Russia’s aggressive militarism and
expansionism are a threat to more than just Ukraine; they are a threat to
Europe, to the rule of law and to the values that bind Western nations. Canada
will not stand idly by in the face of this threat.
That is why we have taken a strong
stand, imposing a broad range of sanctions against those entities and
individuals responsible for the ongoing crisis in Ukraine. Since the start of
the crisis in Ukraine, Canada has imposed sanctions on nearly 150 individuals
and entities. Earlier this week we broadened our approach, announcing economic
sanctions against key sectors of the Russian economy.
It is why Canada has pledged more than
$220-million in loan and loan guarantees which, once the appropriate conditions
have been met to ensure that the funds are being used for their intended
purposes, will help Ukraine to stabilize its economy and promote economic and
social development. It is why we are providing training for the Ukrainian
military, as well as Canadian military personnel and equipment to NATO’s
reassurance package in eastern and central Europe.
It is also why, last spring, G7 leaders
decided to suspend preparations for the 2014 G8 Summit scheduled to take place
in Sochi and convened instead as the G7 in Brussels. Through its actions,
Russia under President Vladimir Putin has demonstrated that it does not share
the values of this community of nations, dedicated as we are to democracy,
international security, and the rule of law. Given this, it is difficult to
foresee any circumstance under which Mr. Putin’s Russia could be readmitted to
the family of G7 nations.
Along with the sanctions imposed by our
American and European allies, the measures undertaken by the international
community are having an impact on the Russian economy. Investments are dropping
and capital is leaving the country.
The steps Canada has taken have not
been made without careful consideration of their potential impact on Canadian
business interests abroad and at home. Like our allies, we will put our
national interests first, but we will not allow business interests alone to
dictate our foreign policy. With Mr. Putin’s Russia increasingly autocratic at
home and dangerously aggressive abroad, now is not the time to ease the
diplomatic and economic pressure on the regime. Sustained, strong and
co-ordinated action among like-minded countries is the best way to ensure that
our actions have the maximum impact on the Putin regime.
Mr. Putin claims to abide by notions of
stability, the rule of law and the peaceful settlement of international
disputes, and yet we have seen reports this week of more Russian troops being
moved to the border with Ukraine, while weapons and other supplies continue to
flow freely over the border with his approval. It is time Mr. Putin matched his
words with actions. He must reverse his course in Ukraine. He must withdraw his
troops from the Ukrainian border, stop the flow of weapons and militants into
Ukraine, and use his influence to persuade the militants, currently operating
with the support of his regime, to lay down their weapons and cease the violence.

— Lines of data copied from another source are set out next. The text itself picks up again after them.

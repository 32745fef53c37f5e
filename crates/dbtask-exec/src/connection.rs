use sqlx::postgres::{PgConnectOptions, PgConnection};
use sqlx::Connection;

use dbtask_core::{ConnectionConfig, Error, Result};

use crate::session::PgSession;

/// Translate a [`ConnectionConfig`] into driver options.
///
/// Host, port, database and user are required; the port must be a valid TCP
/// port number.
pub fn connect_options(config: &ConnectionConfig) -> Result<PgConnectOptions> {
    let (Some(host), Some(port), Some(database), Some(user)) =
        (&config.host, &config.port, &config.database, &config.user)
    else {
        return Err(Error::Connection(format!(
            "missing connection parameter(s): {}",
            config.missing_fields().join(", ")
        )));
    };

    let port = port
        .trim()
        .parse::<u16>()
        .map_err(|err| Error::Connection(format!("invalid port '{port}': {err}")))?;

    let options = PgConnectOptions::new_without_pgpass()
        .host(host)
        .port(port)
        .database(database)
        .username(user);

    Ok(match &config.password {
        Some(password) => options.password(password),
        None => options,
    })
}

/// Open a single connection with one blocking attempt.
pub async fn connect(config: &ConnectionConfig) -> Result<PgSession> {
    let options = connect_options(config)?;

    tracing::debug!(event = "connecting", url = %config.redacted_url());

    let conn = PgConnection::connect_with(&options)
        .await
        .map_err(|err| Error::Connection(err.to_string()))?;

    tracing::info!(event = "connected", url = %config.redacted_url());

    Ok(PgSession::new(conn))
}

#[cfg(test)]
mod tests {
    use super::*;

    fn config(port: &str) -> ConnectionConfig {
        ConnectionConfig {
            host: Some("localhost".to_string()),
            port: Some(port.to_string()),
            database: Some("testdb".to_string()),
            user: Some("admin".to_string()),
            password: Some("secret".to_string()),
        }
    }

    #[test]
    fn builds_options_from_complete_config() {
        let options = connect_options(&config("5433")).unwrap();
        assert_eq!(options.get_host(), "localhost");
        assert_eq!(options.get_port(), 5433);
        assert_eq!(options.get_database(), Some("testdb"));
        assert_eq!(options.get_username(), "admin");
    }

    #[test]
    fn rejects_non_numeric_port() {
        let err = connect_options(&config("five")).unwrap_err();
        assert!(matches!(err, Error::Connection(ref msg) if msg.contains("invalid port")));
    }

    #[test]
    fn reports_every_missing_field() {
        let config = ConnectionConfig {
            host: Some("localhost".to_string()),
            ..ConnectionConfig::default()
        };
        let err = connect_options(&config).unwrap_err();
        assert!(
            matches!(err, Error::Connection(ref msg) if msg.contains("port, database, user"))
        );
    }
}
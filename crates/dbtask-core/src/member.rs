use std::fmt;
use std::str::FromStr;

use crate::error::{Error, Result};

const CURRENT_DDL: &str = include_str!("sql/member_current.sql");
const EXTENDED_DDL: &str = include_str!("sql/member_extended.sql");

/// Which definition of the `Member` table to create.
///
/// Both statements use `CREATE TABLE IF NOT EXISTS`, so re-running them never
/// fails on an existing table.
#[derive(Debug, Clone, Copy, Default, PartialEq, Eq)]
pub enum MemberSchema {
    /// Trimmed column set without date fields.
    #[default]
    Current,
    /// Column set with birthday, join/exit and mandate dates.
    Extended,
}

impl MemberSchema {
    pub fn create_table_sql(self) -> &'static str {
        match self {
            Self::Current => CURRENT_DDL,
            Self::Extended => EXTENDED_DDL,
        }
    }
}

impl fmt::Display for MemberSchema {
    fn fmt(&self, f: &mut fmt::Formatter<'_>) -> fmt::Result {
        f.write_str(match self {
            Self::Current => "current",
            Self::Extended => "extended",
        })
    }
}

impl FromStr for MemberSchema {
    type Err = Error;

    fn from_str(value: &str) -> Result<Self> {
        match value.to_ascii_lowercase().as_str() {
            "current" => Ok(Self::Current),
            "extended" => Ok(Self::Extended),
            other => Err(Error::Config(format!("unknown member schema '{other}'"))),
        }
    }
}

#[cfg(test)]
mod tests {
    use super::*;

    #[test]
    fn both_variants_are_idempotent_creates() {
        for schema in [MemberSchema::Current, MemberSchema::Extended] {
            let sql = schema.create_table_sql();
            assert!(
                sql.contains("CREATE TABLE IF NOT EXISTS Member"),
                "{schema} must not fail on an existing table"
            );
        }
    }

    #[test]
    fn variants_differ_in_name_and_date_columns() {
        let current = MemberSchema::Current.create_table_sql();
        let extended = MemberSchema::Extended.create_table_sql();

        assert!(current.contains("surname"));
        assert!(!current.contains("birthday"));
        assert!(extended.contains("lastname"));
        assert!(extended.contains("joinDate"));
        assert!(extended.contains("mandateSince"));
    }

    #[test]
    fn parses_schema_names() {
        assert_eq!("Extended".parse::<MemberSchema>().unwrap(), MemberSchema::Extended);
        assert!("legacy".parse::<MemberSchema>().is_err());
    }
}
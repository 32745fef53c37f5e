//! Core contracts shared by the dbtask crates.
//!
//! Holds the connection configuration, the error taxonomy, the untyped query
//! result model and the `Member` table definitions.

pub mod config;
pub mod error;
pub mod member;
pub mod value;

pub use config::{load_env_file, ConnectionConfig, EnvScheme};
pub use error::{Error, Result};
pub use member::MemberSchema;
pub use value::{QueryResult, Row, Value};
use std::fmt;

/// A single column value as returned by the database.
#[derive(Debug, Clone, PartialEq)]
pub enum Value {
    Null,
    Bool(bool),
    Int(i64),
    Float(f64),
    /// Any other type, in its textual form.
    Text(String),
}

impl fmt::Display for Value {
    fn fmt(&self, f: &mut fmt::Formatter<'_>) -> fmt::Result {
        match self {
            Self::Null => f.write_str("NULL"),
            Self::Bool(value) => write!(f, "{value}"),
            Self::Int(value) => write!(f, "{value}"),
            Self::Float(value) => write!(f, "{value}"),
            Self::Text(value) => f.write_str(value),
        }
    }
}

/// An ordered row of values. No column names or types are attached.
#[derive(Debug, Clone, Default, PartialEq)]
pub struct Row {
    values: Vec<Value>,
}

impl Row {
    pub fn new(values: Vec<Value>) -> Self {
        Self { values }
    }

    pub fn get(&self, index: usize) -> Option<&Value> {
        self.values.get(index)
    }

    pub fn len(&self) -> usize {
        self.values.len()
    }

    pub fn is_empty(&self) -> bool {
        self.values.is_empty()
    }

    pub fn values(&self) -> &[Value] {
        &self.values
    }
}

/// Outcome of one executed statement: `None` when no rows were produced.
pub type QueryResult = Option<Vec<Row>>;
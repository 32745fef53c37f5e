use std::fmt;
use std::path::{Path, PathBuf};
use std::str::FromStr;

use crate::error::{Error, Result};

/// Family of environment variable names holding the credentials.
#[derive(Debug, Clone, Copy, Default, PartialEq, Eq)]
pub enum EnvScheme {
    /// `DB_HOST`, `DB_PORT`, `DB_NAME`, `DB_USER`, `DB_PASSWORD`.
    Standard,
    /// `BUILD_DB_HOST`, `BUILD_DB_PORT`, ... as used by the build tasks.
    #[default]
    Build,
}

impl EnvScheme {
    pub fn prefix(self) -> &'static str {
        match self {
            Self::Standard => "DB_",
            Self::Build => "BUILD_DB_",
        }
    }

    /// Full variable name for a field suffix such as `HOST`.
    pub fn var_name(self, suffix: &str) -> String {
        format!("{}{suffix}", self.prefix())
    }
}

impl FromStr for EnvScheme {
    type Err = Error;

    fn from_str(value: &str) -> Result<Self> {
        match value.to_ascii_lowercase().as_str() {
            "standard" => Ok(Self::Standard),
            "build" => Ok(Self::Build),
            other => Err(Error::Config(format!("unknown env scheme '{other}'"))),
        }
    }
}

/// Connection parameters read from the environment.
///
/// Fields are not validated here; an absent value only surfaces when the
/// connection is opened.
#[derive(Clone, Default, PartialEq, Eq)]
pub struct ConnectionConfig {
    pub host: Option<String>,
    pub port: Option<String>,
    pub database: Option<String>,
    pub user: Option<String>,
    pub password: Option<String>,
}

impl ConnectionConfig {
    /// Read the five variables of `scheme` from the process environment.
    pub fn from_env(scheme: EnvScheme) -> Self {
        Self::from_lookup(scheme, |key| std::env::var(key).ok())
    }

    pub fn from_lookup<F>(scheme: EnvScheme, lookup: F) -> Self
    where
        F: Fn(&str) -> Option<String>,
    {
        let read = |suffix: &str| lookup(&scheme.var_name(suffix));
        Self {
            host: read("HOST"),
            port: read("PORT"),
            database: read("NAME"),
            user: read("USER"),
            password: read("PASSWORD"),
        }
    }

    /// Names of required fields that are absent. The password may be omitted
    /// for trust-authenticated servers.
    pub fn missing_fields(&self) -> Vec<&'static str> {
        [
            ("host", &self.host),
            ("port", &self.port),
            ("database", &self.database),
            ("user", &self.user),
        ]
        .into_iter()
        .filter(|(_, value)| value.is_none())
        .map(|(name, _)| name)
        .collect()
    }

    /// Connection URL with the password masked, for log output.
    pub fn redacted_url(&self) -> String {
        let user = self.user.as_deref().unwrap_or("");
        let auth = match (&self.user, &self.password) {
            (Some(_), Some(_)) => format!("{user}:***@"),
            (Some(_), None) => format!("{user}@"),
            (None, _) => String::new(),
        };
        let port = self
            .port
            .as_deref()
            .map(|port| format!(":{port}"))
            .unwrap_or_default();
        format!(
            "postgres://{auth}{}{port}/{}",
            self.host.as_deref().unwrap_or(""),
            self.database.as_deref().unwrap_or("")
        )
    }
}

impl fmt::Debug for ConnectionConfig {
    fn fmt(&self, f: &mut fmt::Formatter<'_>) -> fmt::Result {
        f.debug_struct("ConnectionConfig")
            .field("host", &self.host)
            .field("port", &self.port)
            .field("database", &self.database)
            .field("user", &self.user)
            .field("password", &self.password.as_ref().map(|_| "********"))
            .finish()
    }
}

/// Load an environment file into the process environment.
///
/// Variables already set are left untouched, so calling this repeatedly is
/// harmless. Without an explicit path a missing `.env` is not an error.
pub fn load_env_file(path: Option<&Path>) -> Result<Option<PathBuf>> {
    match path {
        Some(path) => {
            dotenvy::from_path(path).map_err(|err| {
                Error::Config(format!("cannot load env file {}: {err}", path.display()))
            })?;
            Ok(Some(path.to_path_buf()))
        }
        None => match dotenvy::dotenv() {
            Ok(found) => Ok(Some(found)),
            Err(err) if err.not_found() => Ok(None),
            Err(err) => Err(Error::Config(format!("cannot load .env: {err}"))),
        },
    }
}
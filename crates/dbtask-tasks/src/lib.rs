//! The schema management tasks: create, delete and populate tables.
//!
//! Each task runs on one [`Session`](dbtask_exec::Session) through
//! [`run_task`], which prints a single diagnostic line on failure and always
//! closes the session.

pub mod create;
pub mod delete;
pub mod populate;
pub mod runner;

pub use create::create_tables;
pub use delete::{delete_tables, drop_table_sql, list_base_tables, quote_ident};
pub use populate::{populate_tables, BUNDLED_SCRIPT};
pub use runner::{run_task, Task, TaskReport};
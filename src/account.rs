use thiserror::Error;

use crate::{
    error::ErrorKind,
    transaction::{Amount, Transaction, TransactionKind},
};

/// Smallest balance an account can be opened with.
pub const MIN_OPENING_BALANCE: Amount = 10;

/// Withdrawals must be a multiple of this.
pub const WITHDRAWAL_UNIT: Amount = 10;

/// Number of slots returned by [`Account::recent_transactions`].
pub const RECENT_TRANSACTIONS: usize = 5;

#[derive(Debug, Error, PartialEq, Eq)]
pub enum AccountError {
    #[error("Initial balance must be at least {min}, got {balance}", min = MIN_OPENING_BALANCE)]
    OpeningBalanceTooLow { balance: Amount },
    #[error("Deposit amount must not be negative, got {amount}")]
    NegativeDeposit { amount: Amount },
    #[error("Deposit of {amount} would overflow the balance")]
    BalanceOverflow { amount: Amount },
    #[error(
        "Withdraw amount must not be negative and must be a multiple of {unit}, got {amount}",
        unit = WITHDRAWAL_UNIT
    )]
    InvalidWithdrawal { amount: Amount },
    #[error("Insufficient funds: requested {requested}, balance is {balance}")]
    InsufficientFunds { requested: Amount, balance: Amount },
}

impl AccountError {
    pub fn kind(&self) -> ErrorKind {
        match self {
            AccountError::OpeningBalanceTooLow { .. }
            | AccountError::NegativeDeposit { .. }
            | AccountError::BalanceOverflow { .. } => ErrorKind::InvalidArgument,
            AccountError::InvalidWithdrawal { .. } => ErrorKind::MalformedInput,
            AccountError::InsufficientFunds { .. } => ErrorKind::InsufficientFunds,
        }
    }
}

/// A bank account with an append-only history.
///
/// Two accounts are equal when their ids are equal, whatever their balances.
#[derive(Debug, Clone)]
pub struct Account {
    id: String,
    balance: Amount,
    transactions: Vec<Transaction>,
}

impl Account {
    pub fn open(id: impl Into<String>, initial_balance: Amount) -> Result<Self, AccountError> {
        if initial_balance < MIN_OPENING_BALANCE {
            return Err(AccountError::OpeningBalanceTooLow {
                balance: initial_balance,
            });
        }
        Ok(Self {
            id: id.into(),
            balance: initial_balance,
            transactions: vec![Transaction::deposit(initial_balance)],
        })
    }

    pub fn id(&self) -> &str {
        &self.id
    }

    pub fn balance(&self) -> Amount {
        self.balance
    }

    /// Full history, oldest first.
    pub fn transactions(&self) -> &[Transaction] {
        &self.transactions
    }

    pub fn transaction_count(&self) -> usize {
        self.transactions.len()
    }

    /// Up to five latest transactions, most recent first. Missing slots are `None`.
    pub fn recent_transactions(&self) -> [Option<Transaction>; RECENT_TRANSACTIONS] {
        let mut recent = [None; RECENT_TRANSACTIONS];
        for (slot, tx) in recent.iter_mut().zip(self.transactions.iter().rev()) {
            *slot = Some(*tx);
        }
        recent
    }

    pub fn deposit(&mut self, amount: Amount) -> Result<(), AccountError> {
        let tx = self.handle_deposit(amount)?;
        self.apply(tx);
        Ok(())
    }

    pub fn withdraw(&mut self, amount: Amount) -> Result<(), AccountError> {
        let tx = self.handle_withdrawal(amount)?;
        self.apply(tx);
        Ok(())
    }

    /// Runs a parsed transaction through the same checks as [`Self::deposit`]
    /// and [`Self::withdraw`].
    pub fn execute(&mut self, tx: Transaction) -> Result<(), AccountError> {
        match tx.kind {
            TransactionKind::Deposit => self.deposit(tx.amount),
            TransactionKind::Withdrawal => self.withdraw(tx.amount),
        }
    }

    fn handle_deposit(&self, amount: Amount) -> Result<Transaction, AccountError> {
        if amount < 0 {
            return Err(AccountError::NegativeDeposit { amount });
        }
        if self.balance.checked_add(amount).is_none() {
            return Err(AccountError::BalanceOverflow { amount });
        }
        Ok(Transaction::deposit(amount))
    }

    fn handle_withdrawal(&self, amount: Amount) -> Result<Transaction, AccountError> {
        if amount < 0 || amount % WITHDRAWAL_UNIT != 0 {
            return Err(AccountError::InvalidWithdrawal { amount });
        }
        if amount > self.balance {
            return Err(AccountError::InsufficientFunds {
                requested: amount,
                balance: self.balance,
            });
        }
        Ok(Transaction::withdrawal(amount))
    }

    // validated by handle_* beforehand
    fn apply(&mut self, tx: Transaction) {
        match tx.kind {
            TransactionKind::Deposit => self.balance += tx.amount,
            TransactionKind::Withdrawal => self.balance -= tx.amount,
        }
        self.transactions.push(tx);
    }
}

impl PartialEq for Account {
    fn eq(&self, other: &Self) -> bool {
        self.id == other.id
    }
}

impl Eq for Account {}
//! Best-effort import of transaction lines.
//!
//! Every line is applied on its own. A line that fails for any reason is
//! skipped and the import carries on with the next one.

use std::{
    fs::File,
    io::{BufRead, BufReader},
    path::Path,
    str,
};

use tracing::{debug, info};

use crate::account::Account;

use super::{Teller, TellerError, apply_line};

/// Outcome of a bulk load.
#[derive(Debug, Default, Clone, Copy, PartialEq, Eq)]
pub struct LoadSummary {
    pub applied: usize,
    pub skipped: usize,
}

// `load_transactions` and `load_transactions_from_reader` read no teller
// state; they are reached through a `Teller` like every other operation.
impl Teller {
    /// Loads the transactions stored in the file at `path` into `account`.
    pub fn load_transactions(
        &self,
        path: impl AsRef<Path>,
        account: &mut Account,
    ) -> Result<LoadSummary, TellerError> {
        let file = open_source(path.as_ref())?;
        load_lines(BufReader::new(file), account)
    }

    /// Same as [`Self::load_transactions`], with the target looked up by id.
    pub fn load_transactions_into(
        &mut self,
        id: &str,
        path: impl AsRef<Path>,
    ) -> Result<LoadSummary, TellerError> {
        let account = self.find_account_mut(id)?;
        let file = open_source(path.as_ref())?;
        load_lines(BufReader::new(file), account)
    }

    /// Loads from any line reader, e.g. stdin or an in-memory buffer.
    ///
    /// Only a failure of the reader itself is returned as an error.
    pub fn load_transactions_from_reader<R: BufRead>(
        &self,
        reader: R,
        account: &mut Account,
    ) -> Result<LoadSummary, TellerError> {
        load_lines(reader, account)
    }
}

fn load_lines<R: BufRead>(reader: R, account: &mut Account) -> Result<LoadSummary, TellerError> {
    let mut summary = LoadSummary::default();
    for (index, raw) in reader.split(b'\n').enumerate() {
        let raw = raw.map_err(TellerError::Source)?;
        let bytes = raw.strip_suffix(b"\r").unwrap_or(raw.as_slice());
        let line = match str::from_utf8(bytes) {
            Ok(line) => line,
            Err(err) => {
                debug!(line = index + 1, %err, "transaction skipped, not valid UTF-8");
                summary.skipped += 1;
                continue;
            }
        };
        match apply_line(line, account) {
            Ok(()) => summary.applied += 1,
            Err(err) => {
                debug!(line = index + 1, kind = %err.kind(), %err, "transaction skipped");
                summary.skipped += 1;
            }
        }
    }
    info!(
        id = account.id(),
        applied = summary.applied,
        skipped = summary.skipped,
        balance = account.balance(),
        "transactions loaded"
    );
    Ok(summary)
}

fn open_source(path: &Path) -> Result<File, TellerError> {
    if !path.is_file() {
        return Err(TellerError::SourceNotFound {
            path: path.to_path_buf(),
        });
    }
    File::open(path).map_err(TellerError::Source)
}
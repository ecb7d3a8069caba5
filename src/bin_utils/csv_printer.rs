use std::io::Write;

use csv::Writer;
use serde::Serialize;

use crate::{account::Account, transaction::Amount};

#[derive(Debug, Serialize, PartialEq, Eq)]
pub struct AccountSummary {
    pub id: String,
    pub balance: Amount,
    pub transactions: usize,
    /// Most recent first, joined by `;`.
    pub recent: String,
}

impl From<&Account> for AccountSummary {
    fn from(account: &Account) -> Self {
        let recent: Vec<String> = account
            .recent_transactions()
            .iter()
            .flatten()
            .map(ToString::to_string)
            .collect();
        Self {
            id: account.id().to_string(),
            balance: account.balance(),
            transactions: account.transaction_count(),
            recent: recent.join(";"),
        }
    }
}

pub fn print_accounts<W>(
    output: &mut W,
    accounts: impl Iterator<Item = AccountSummary>,
) -> anyhow::Result<()>
where
    W: Write,
{
    let mut writer = Writer::from_writer(output);
    for acc in accounts {
        if let Err(err) = writer.serialize(acc) {
            anyhow::bail!("Failed to write to CSV: {err}")
        }
    }
    if let Err(err) = writer.flush() {
        anyhow::bail!("Failed to flush CSV writer: {err}")
    }
    Ok(())
}

#[cfg(test)]
mod tests {
    use super::*;

    #[test]
    fn summary_of_account() {
        let mut acc = Account::open("0001", 20).unwrap();
        acc.withdraw(10).unwrap();
        assert_eq!(
            AccountSummary::from(&acc),
            AccountSummary {
                id: "0001".to_string(),
                balance: 10,
                transactions: 2,
                recent: "0 10;1 20".to_string(),
            }
        );
    }

    #[test]
    fn print_summaries() {
        let a = Account::open("0001", 20).unwrap();
        let b = Account::open("0002", 30).unwrap();
        let mut output = Vec::new();
        print_accounts(&mut output, [&a, &b].into_iter().map(AccountSummary::from)).unwrap();
        assert_eq!(
            String::from_utf8(output).unwrap(),
            "id,balance,transactions,recent\n0001,20,1,1 20\n0002,30,1,1 30\n"
        );
    }
}
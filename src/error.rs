use std::fmt;

/// Coarse classification shared by every error in the crate.
#[derive(Debug, Clone, Copy, PartialEq, Eq, Hash)]
pub enum ErrorKind {
    /// Out-of-domain argument, e.g. an opening balance below the minimum.
    InvalidArgument,
    /// Transaction text or withdrawal amount breaks the format rules.
    MalformedInput,
    InsufficientFunds,
    DuplicateKey,
    NotFound,
    SourceNotFound,
    /// The line source failed while being read.
    Io,
}

impl fmt::Display for ErrorKind {
    fn fmt(&self, f: &mut fmt::Formatter<'_>) -> fmt::Result {
        let name = match self {
            ErrorKind::InvalidArgument => "invalid argument",
            ErrorKind::MalformedInput => "malformed input",
            ErrorKind::InsufficientFunds => "insufficient funds",
            ErrorKind::DuplicateKey => "duplicate key",
            ErrorKind::NotFound => "not found",
            ErrorKind::SourceNotFound => "source not found",
            ErrorKind::Io => "i/o error",
        };
        f.write_str(name)
    }
}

He must also work to ensure that those investigating the shooting down of MH17
are not impeded in any way in their efforts to uncover the truth behind the
deliberate or reckless targeting of innocent civilians.
The choice is Mr. Putin’s. He can take
these actions to recommit Russia to peace, democracy, and the rule of law or he
can persist with the politics of intimidation and aggression, in which case
Canada – and its allies – must take further, more punitive steps to isolate
Russia from the rest of the world’s democratic states. The values and
principles we cherish as Canadians, and for which so many generations have
fought and died, demand it.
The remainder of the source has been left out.